- Required work
Nothing is to be left out: repeat every entry exactly as given.

- Listed records
____________________
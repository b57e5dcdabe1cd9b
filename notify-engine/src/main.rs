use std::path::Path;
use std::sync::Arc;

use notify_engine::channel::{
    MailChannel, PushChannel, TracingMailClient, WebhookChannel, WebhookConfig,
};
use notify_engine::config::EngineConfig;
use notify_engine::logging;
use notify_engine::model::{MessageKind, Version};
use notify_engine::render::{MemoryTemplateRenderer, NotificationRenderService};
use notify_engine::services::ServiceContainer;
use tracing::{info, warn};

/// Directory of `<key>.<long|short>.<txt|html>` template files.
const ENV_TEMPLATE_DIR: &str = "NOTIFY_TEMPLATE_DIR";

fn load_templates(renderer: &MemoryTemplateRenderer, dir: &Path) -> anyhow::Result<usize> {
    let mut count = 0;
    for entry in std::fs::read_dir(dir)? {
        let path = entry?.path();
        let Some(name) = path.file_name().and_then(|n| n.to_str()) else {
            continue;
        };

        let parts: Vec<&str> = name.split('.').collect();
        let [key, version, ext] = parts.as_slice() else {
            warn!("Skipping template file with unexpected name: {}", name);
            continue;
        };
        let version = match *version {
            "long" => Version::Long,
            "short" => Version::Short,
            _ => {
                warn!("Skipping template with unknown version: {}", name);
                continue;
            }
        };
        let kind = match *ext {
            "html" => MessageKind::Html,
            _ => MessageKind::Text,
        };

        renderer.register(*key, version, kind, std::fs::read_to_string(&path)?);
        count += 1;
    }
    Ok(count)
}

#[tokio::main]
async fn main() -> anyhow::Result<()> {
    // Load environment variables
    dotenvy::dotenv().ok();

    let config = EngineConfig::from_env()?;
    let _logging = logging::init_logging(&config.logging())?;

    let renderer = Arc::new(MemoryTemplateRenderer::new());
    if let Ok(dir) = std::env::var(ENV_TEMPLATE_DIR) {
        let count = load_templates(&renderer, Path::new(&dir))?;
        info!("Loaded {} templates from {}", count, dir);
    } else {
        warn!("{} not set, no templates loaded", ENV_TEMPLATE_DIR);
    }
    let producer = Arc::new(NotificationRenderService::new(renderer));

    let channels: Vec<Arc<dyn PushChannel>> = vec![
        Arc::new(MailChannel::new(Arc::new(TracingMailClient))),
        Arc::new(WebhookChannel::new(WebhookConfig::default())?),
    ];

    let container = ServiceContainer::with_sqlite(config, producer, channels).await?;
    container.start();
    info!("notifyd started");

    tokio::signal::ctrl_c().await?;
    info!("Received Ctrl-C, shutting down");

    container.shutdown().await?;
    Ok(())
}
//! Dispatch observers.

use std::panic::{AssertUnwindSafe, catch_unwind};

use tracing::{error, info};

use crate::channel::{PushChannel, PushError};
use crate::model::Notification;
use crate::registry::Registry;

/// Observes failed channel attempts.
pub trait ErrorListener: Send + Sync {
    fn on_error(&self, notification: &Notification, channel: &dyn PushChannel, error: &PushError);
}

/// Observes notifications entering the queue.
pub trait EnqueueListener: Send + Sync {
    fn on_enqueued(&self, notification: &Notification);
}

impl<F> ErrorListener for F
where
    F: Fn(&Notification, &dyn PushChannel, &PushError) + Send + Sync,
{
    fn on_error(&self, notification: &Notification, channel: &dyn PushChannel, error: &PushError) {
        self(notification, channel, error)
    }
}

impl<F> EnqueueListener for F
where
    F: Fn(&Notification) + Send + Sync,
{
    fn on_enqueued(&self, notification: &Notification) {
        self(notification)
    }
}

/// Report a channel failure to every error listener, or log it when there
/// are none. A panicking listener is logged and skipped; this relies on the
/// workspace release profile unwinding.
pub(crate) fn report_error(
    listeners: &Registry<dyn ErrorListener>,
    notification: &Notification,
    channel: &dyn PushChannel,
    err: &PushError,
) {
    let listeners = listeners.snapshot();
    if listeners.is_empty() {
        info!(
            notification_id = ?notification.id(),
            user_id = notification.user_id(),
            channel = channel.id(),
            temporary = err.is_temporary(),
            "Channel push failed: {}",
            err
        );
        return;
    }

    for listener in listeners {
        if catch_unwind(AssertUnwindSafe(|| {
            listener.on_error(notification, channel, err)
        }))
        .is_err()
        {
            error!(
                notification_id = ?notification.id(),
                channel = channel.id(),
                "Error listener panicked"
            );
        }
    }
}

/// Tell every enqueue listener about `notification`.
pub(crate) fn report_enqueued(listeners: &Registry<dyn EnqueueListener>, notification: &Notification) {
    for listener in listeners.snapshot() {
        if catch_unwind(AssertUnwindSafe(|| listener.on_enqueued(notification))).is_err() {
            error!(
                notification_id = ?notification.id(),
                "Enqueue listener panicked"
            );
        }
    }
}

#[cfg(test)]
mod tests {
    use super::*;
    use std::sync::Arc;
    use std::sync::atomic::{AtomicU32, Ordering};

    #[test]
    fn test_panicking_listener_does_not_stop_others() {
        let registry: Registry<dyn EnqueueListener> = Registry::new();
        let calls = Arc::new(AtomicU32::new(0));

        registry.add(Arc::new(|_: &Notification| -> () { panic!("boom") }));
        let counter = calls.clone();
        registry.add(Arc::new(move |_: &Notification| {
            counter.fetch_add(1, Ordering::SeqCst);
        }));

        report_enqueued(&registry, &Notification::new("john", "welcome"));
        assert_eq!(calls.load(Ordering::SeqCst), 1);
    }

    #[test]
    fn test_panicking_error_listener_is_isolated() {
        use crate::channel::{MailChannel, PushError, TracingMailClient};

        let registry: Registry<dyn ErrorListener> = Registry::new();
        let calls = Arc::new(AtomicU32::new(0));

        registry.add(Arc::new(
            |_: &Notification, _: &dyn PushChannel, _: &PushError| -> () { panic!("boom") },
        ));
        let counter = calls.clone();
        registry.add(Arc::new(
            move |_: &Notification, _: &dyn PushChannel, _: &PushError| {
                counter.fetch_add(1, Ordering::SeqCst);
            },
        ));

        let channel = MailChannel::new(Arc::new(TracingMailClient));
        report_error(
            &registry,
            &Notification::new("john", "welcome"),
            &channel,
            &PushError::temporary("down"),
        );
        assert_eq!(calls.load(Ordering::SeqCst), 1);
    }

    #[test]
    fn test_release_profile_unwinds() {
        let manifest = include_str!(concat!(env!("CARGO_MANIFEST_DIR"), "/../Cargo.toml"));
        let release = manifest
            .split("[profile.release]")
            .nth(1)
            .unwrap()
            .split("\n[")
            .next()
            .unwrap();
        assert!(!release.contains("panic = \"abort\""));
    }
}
____________________
- Output
repository b57e5dcdabe1cd9b
filename notify-engine/src/main.rs
use std::path::Path;
use std::sync::Arc;

use notify_engine::channel::{
    MailChannel, PushChannel, TracingMailClient, WebhookChannel, WebhookConfig,
};
use notify_engine::config::EngineConfig;
use notify_engine::logging;
use notify_engine::model::{MessageKind, Version};
use notify_engine::render::{MemoryTemplateRenderer, NotificationRenderService};
use notify_engine::services::ServiceContainer;
use tracing::{info, warn};

/// Directory of `<key>.<long|short>.<txt|html>` template files.
const ENV_TEMPLATE_DIR: &str = "NOTIFY_TEMPLATE_DIR";

fn load_templates(renderer: &MemoryTemplateRenderer, dir: &Path) -> anyhow::Result<usize> {
    let mut count = 0;
    for entry in std::fs::read_dir(dir)? {
        let path = entry?.path();
        let Some(name) = path.file_name().and_then(|n| n.to_str()) else {
            continue;
        };

        let parts: Vec<&str> = name.split('.').collect();
        let [key, version, ext] = parts.as_slice() else {
            warn!("Skipping template file with unexpected name: {}", name);
            continue;
        };
        let version = match *version {
            "long" => Version::Long,
            "short" => Version::Short,
            _ => {
                warn!("Skipping template with unknown version: {}", name);
                continue;
            }
        };
        let kind = match *ext {
            "html" => MessageKind::Html,
            _ => MessageKind::Text,
        };

        renderer.register(*key, version, kind, std::fs::read_to_string(&path)?);
        count += 1;
    }
    Ok(count)
}

#[tokio::main]
async fn main() -> anyhow::Result<()> {
    // Load environment variables
    dotenvy::dotenv().ok();

    let config = EngineConfig::from_env()?;
    let _logging = logging::init_logging(&config.logging())?;

    let renderer = Arc::new(MemoryTemplateRenderer::new());
    if let Ok(dir) = std::env::var(ENV_TEMPLATE_DIR) {
        let count = load_templates(&renderer, Path::new(&dir))?;
        info!("Loaded {} templates from {}", count, dir);
    } else {
        warn!("{} not set, no templates loaded", ENV_TEMPLATE_DIR);
    }
    let producer = Arc::new(NotificationRenderService::new(renderer));

    let channels: Vec<Arc<dyn PushChannel>> = vec![
        Arc::new(MailChannel::new(Arc::new(TracingMailClient))),
        Arc::new(WebhookChannel::new(WebhookConfig::default())?),
    ];

    let container = ServiceContainer::with_sqlite(config, producer, channels).await?;
    container.start();
    info!("notifyd started");

    tokio::signal::ctrl_c().await?;
    info!("Received Ctrl-C, shutting down");

    container.shutdown().await?;
    Ok(())
}
//! Dispatch observers.

use std::panic::{AssertUnwindSafe, catch_unwind};

use tracing::{error, info};

use crate::channel::{PushChannel, PushError};
use crate::model::Notification;
use crate::registry::Registry;

/// Observes failed channel attempts.
pub trait ErrorListener: Send + Sync {
    fn on_error(&self, notification: &Notification, channel: &dyn PushChannel, error: &PushError);
}

/// Observes notifications entering the queue.
pub trait EnqueueListener: Send + Sync {
    fn on_enqueued(&self, notification: &Notification);
}

impl<F> ErrorListener for F
where
    F: Fn(&Notification, &dyn PushChannel, &PushError) + Send + Sync,
{
    fn on_error(&self, notification: &Notification, channel: &dyn PushChannel, error: &PushError) {
        self(notification, channel, error)
    }
}

impl<F> EnqueueListener for F
where
    F: Fn(&Notification) + Send + Sync,
{
    fn on_enqueued(&self, notification: &Notification) {
        self(notification)
    }
}

/// Report a channel failure to every error listener, or log it when there
/// are none. A panicking listener is logged and skipped; this relies on the
/// workspace release profile unwinding.
pub(crate) fn report_error(
    listeners: &Registry<dyn ErrorListener>,
    notification: &Notification,
    channel: &dyn PushChannel,
    err: &PushError,
) {
    let listeners = listeners.snapshot();
    if listeners.is_empty() {
        info!(
            notification_id = ?notification.id(),
            user_id = notification.user_id(),
            channel = channel.id(),
            temporary = err.is_temporary(),
            "Channel push failed: {}",
            err
        );
        return;
    }

    for listener in listeners {
        if catch_unwind(AssertUnwindSafe(|| {
            listener.on_error(notification, channel, err)
        }))
        .is_err()
        {
            error!(
                notification_id = ?notification.id(),
                channel = channel.id(),
                "Error listener panicked"
            );
        }
    }
}

/// Tell every enqueue listener about `notification`.
pub(crate) fn report_enqueued(listeners: &Registry<dyn EnqueueListener>, notification: &Notification) {
    for listener in listeners.snapshot() {
        if catch_unwind(AssertUnwindSafe(|| listener.on_enqueued(notification))).is_err() {
            error!(
                notification_id = ?notification.id(),
                "Enqueue listener panicked"
            );
        }
    }
}

#[cfg(test)]
mod tests {
    use super::*;
    use std::sync::Arc;
    use std::sync::atomic::{AtomicU32, Ordering};

    #[test]
    fn test_panicking_listener_does_not_stop_others() {
        let registry: Registry<dyn EnqueueListener> = Registry::new();
        let calls = Arc::new(AtomicU32::new(0));

        registry.add(Arc::new(|_: &Notification| -> () { panic!("boom") }));
        let counter = calls.clone();
        registry.add(Arc::new(move |_: &Notification| {
            counter.fetch_add(1, Ordering::SeqCst);
        }));

        report_enqueued(&registry, &Notification::new("john", "welcome"));
        assert_eq!(calls.load(Ordering::SeqCst), 1);
    }

    #[test]
    fn test_panicking_error_listener_is_isolated() {
        use crate::channel::{MailChannel, PushError, TracingMailClient};

        let registry: Registry<dyn ErrorListener> = Registry::new();
        let calls = Arc::new(AtomicU32::new(0));

        registry.add(Arc::new(
            |_: &Notification, _: &dyn PushChannel, _: &PushError| -> () { panic!("boom") },
        ));
        let counter = calls.clone();
        registry.add(Arc::new(
            move |_: &Notification, _: &dyn PushChannel, _: &PushError| {
                counter.fetch_add(1, Ordering::SeqCst);
            },
        ));

        let channel = MailChannel::new(Arc::new(TracingMailClient));
        report_error(
            &registry,
            &Notification::new("john", "welcome"),
            &channel,
            &PushError::temporary("down"),
        );
        assert_eq!(calls.load(Ordering::SeqCst), 1);
    }

    #[test]
    fn test_release_profile_unwinds() {
        let manifest = include_str!(concat!(env!("CARGO_MANIFEST_DIR"), "/../Cargo.toml"));
        let release = manifest
            .split("[profile.release]")
            .nth(1)
            .unwrap()
            .split("\n[")
            .next()
            .unwrap();
        assert!(!release.contains("panic = \"abort\""));
    }
}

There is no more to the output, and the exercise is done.